--- Dataset entries ---
###

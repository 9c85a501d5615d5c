//! `Shortcut` and `Modifiers`: a physical key combination, its parser and its
//! persisted encoding.

use serde::{Deserialize, Serialize};
use std::fmt;
use thiserror::Error;

use super::keys::{canonicalize_key, is_known_key, key_label};

/// Errors that can occur when parsing a shortcut string.
#[derive(Error, Debug, Clone, PartialEq, Eq)]
pub enum ShortcutParseError {
    #[error("shortcut string is empty")]
    Empty,
    #[error("shortcut has no key, only modifiers")]
    MissingKey,
    #[error("unknown token '{0}' in shortcut")]
    UnknownToken(String),
    #[error("unknown key '{0}'")]
    UnknownKey(String),
}

/// Modifier keys for a shortcut.
///
/// `cmd` is Command on macOS and the Super/Windows key elsewhere; it maps to
/// `global-hotkey`'s `SUPER`.
#[derive(Clone, Copy, Debug, Default, PartialEq, Eq, Hash, Serialize, Deserialize)]
pub struct Modifiers {
    #[serde(default)]
    pub cmd: bool,
    #[serde(default)]
    pub ctrl: bool,
    #[serde(default)]
    pub alt: bool,
    #[serde(default)]
    pub shift: bool,
}

impl Modifiers {
    pub fn cmd() -> Self {
        Self {
            cmd: true,
            ..Default::default()
        }
    }

    /// The flag a modifier token in a shortcut string sets, if it is one.
    fn slot(&mut self, token: &str) -> Option<&mut bool> {
        match token {
            "cmd" | "command" | "meta" | "super" | "win" => Some(&mut self.cmd),
            "ctrl" | "control" | "ctl" => Some(&mut self.ctrl),
            "alt" | "opt" | "option" => Some(&mut self.alt),
            "shift" => Some(&mut self.shift),
            _ => None,
        }
    }

    /// (held, canonical name, label), in canonical order.
    fn flags(&self) -> [(bool, &'static str, &'static str); 4] {
        [
            (self.alt, "alt", "Alt"),
            (self.cmd, "cmd", "Cmd"),
            (self.ctrl, "ctrl", "Ctrl"),
            (self.shift, "shift", "Shift"),
        ]
    }
}

/// A physical key combination: a canonical key name plus a modifier set.
///
/// Two shortcuts are equal iff key and modifiers match exactly. The serde form is the
/// persisted encoding: `{"key":"u","modifiers":{"cmd":true,...}}`.
#[derive(Clone, Debug, PartialEq, Eq, Hash, Serialize, Deserialize)]
pub struct Shortcut {
    pub key: String,
    pub modifiers: Modifiers,
}

impl Shortcut {
    pub fn new(key: impl Into<String>, modifiers: Modifiers) -> Self {
        Self {
            key: canonicalize_key(&key.into()),
            modifiers,
        }
    }

    /// Parse `cmd+shift+u`, `Command Option Return` and similar. Tokens are separated
    /// by `+` or whitespace; exactly one token must be a key.
    pub fn parse(s: &str) -> Result<Self, ShortcutParseError> {
        let mut modifiers = Modifiers::default();
        let mut key: Option<&str> = None;

        for token in s.split(|c: char| c == '+' || c.is_whitespace()) {
            if token.is_empty() {
                continue;
            }
            if let Some(flag) = modifiers.slot(&token.to_lowercase()) {
                *flag = true;
            } else if key.replace(token).is_some() {
                return Err(ShortcutParseError::UnknownToken(token.to_string()));
            }
        }

        let key = match key {
            Some(key) => key,
            None if modifiers == Modifiers::default() => return Err(ShortcutParseError::Empty),
            None => return Err(ShortcutParseError::MissingKey),
        };
        let shortcut = Shortcut::new(key, modifiers);
        if !shortcut.is_valid() {
            return Err(ShortcutParseError::UnknownKey(key.to_string()));
        }
        Ok(shortcut)
    }

    /// Whether the key names something the OS bridge can register.
    pub fn is_valid(&self) -> bool {
        is_known_key(&self.key)
    }

    /// Textual encoding used by the settings store.
    pub fn to_json(&self) -> Result<String, serde_json::Error> {
        serde_json::to_string(self)
    }

    /// Decode the settings-store encoding. Returns None for anything that is not a
    /// well-formed shortcut with a known key.
    pub fn from_json(encoded: &str) -> Option<Self> {
        let decoded: Shortcut = serde_json::from_str(encoded).ok()?;
        let shortcut = Shortcut::new(decoded.key, decoded.modifiers);
        shortcut.is_valid().then_some(shortcut)
    }

    /// User-facing form, e.g. `Cmd+Shift+U`.
    pub fn display(&self) -> String {
        let mut parts: Vec<String> = self
            .modifiers
            .flags()
            .iter()
            .filter(|(held, _, _)| *held)
            .map(|(_, _, label)| label.to_string())
            .collect();
        parts.push(key_label(&self.key));
        parts.join("+")
    }

    /// Stable `alt+cmd+ctrl+shift+key` form, parseable by `Shortcut::parse`.
    pub fn to_canonical_string(&self) -> String {
        let mut parts: Vec<&str> = self
            .modifiers
            .flags()
            .iter()
            .filter(|(held, _, _)| *held)
            .map(|(_, name, _)| *name)
            .collect();
        parts.push(&self.key);
        parts.join("+")
    }
}

impl fmt::Display for Shortcut {
    fn fmt(&self, f: &mut fmt::Formatter<'_>) -> fmt::Result {
        f.write_str(&self.display())
    }
}
//! Logical shortcut slots.

use std::fmt;
use std::hash::{Hash, Hasher};
use std::sync::Arc;

use super::types::Shortcut;

/// Identifier of an application-defined shortcut slot, e.g. `toggleUnicornMode`.
///
/// Declared once per feature and immutable afterwards. Equality and hashing only look at
/// the raw name, so a `Name` rebuilt from a store key compares equal to the declared one.
#[derive(Clone)]
pub struct Name {
    raw: Arc<str>,
    default_shortcut: Option<Shortcut>,
}

impl Name {
    pub fn new(raw: impl Into<Arc<str>>) -> Self {
        Self {
            raw: raw.into(),
            default_shortcut: None,
        }
    }

    pub fn with_default(raw: impl Into<Arc<str>>, default_shortcut: Shortcut) -> Self {
        Self {
            raw: raw.into(),
            default_shortcut: Some(default_shortcut),
        }
    }

    pub fn raw(&self) -> &str {
        &self.raw
    }

    pub fn default_shortcut(&self) -> Option<&Shortcut> {
        self.default_shortcut.as_ref()
    }
}

impl PartialEq for Name {
    fn eq(&self, other: &Self) -> bool {
        self.raw == other.raw
    }
}

impl Eq for Name {}

impl Hash for Name {
    fn hash<H: Hasher>(&self, state: &mut H) {
        self.raw.hash(state);
    }
}

impl fmt::Debug for Name {
    fn fmt(&self, f: &mut fmt::Formatter<'_>) -> fmt::Result {
        match &self.default_shortcut {
            Some(default) => write!(
                f,
                "Name({}, default: {})",
                self.raw,
                default.to_canonical_string()
            ),
            None => write!(f, "Name({})", self.raw),
        }
    }
}

impl fmt::Display for Name {
    fn fmt(&self, f: &mut fmt::Formatter<'_>) -> fmt::Result {
        f.write_str(&self.raw)
    }
}
//! Configuration loading from file system

use std::fs;
use std::path::{Path, PathBuf};

use tracing::{info, instrument, warn};

use super::defaults::DEFAULT_CONFIG_PATH;
use super::types::ShortcutsConfig;

/// Load configuration from ~/.keyboard-shortcuts/config.json
///
/// Returns ShortcutsConfig::default() if the file is missing or unreadable.
#[instrument(name = "load_config")]
pub fn load_config() -> ShortcutsConfig {
    let config_path = PathBuf::from(shellexpand::tilde(DEFAULT_CONFIG_PATH).as_ref());
    load_config_from(&config_path)
}

/// Load configuration from an explicit path, with the same fallbacks as `load_config`.
pub fn load_config_from(config_path: &Path) -> ShortcutsConfig {
    if !config_path.exists() {
        info!(path = %config_path.display(), "Config file not found, using defaults");
        return ShortcutsConfig::default();
    }

    let content = match fs::read_to_string(config_path) {
        Ok(content) => content,
        Err(e) => {
            warn!(error = %e, path = %config_path.display(), "Failed to read config, using defaults");
            return ShortcutsConfig::default();
        }
    };

    match serde_json::from_str::<ShortcutsConfig>(&content) {
        Ok(config) => {
            info!(path = %config_path.display(), "Successfully loaded config");
            config
        }
        Err(e) => {
            // Provide helpful error message for the common mistake of snake_case keys
            let error_hint = if e.to_string().contains("unknown field") {
                "Hint: config keys are camelCase, e.g. \"storePath\" and \"keyPrefix\""
            } else {
                ""
            };
            warn!(
                error = %e,
                path = %config_path.display(),
                hint = %error_hint,
                "Failed to parse config JSON, using defaults"
            );
            ShortcutsConfig::default()
        }
    }
}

###

--- WHAT IS EXPECTED ---
Which lines above hold the string "encoded"? Please copy all of them.

--- RESPONSE ---
    pub fn from_json(encoded: &str) -> Option<Self> {
        let decoded: Shortcut = serde_json::from_str(encoded).ok()?;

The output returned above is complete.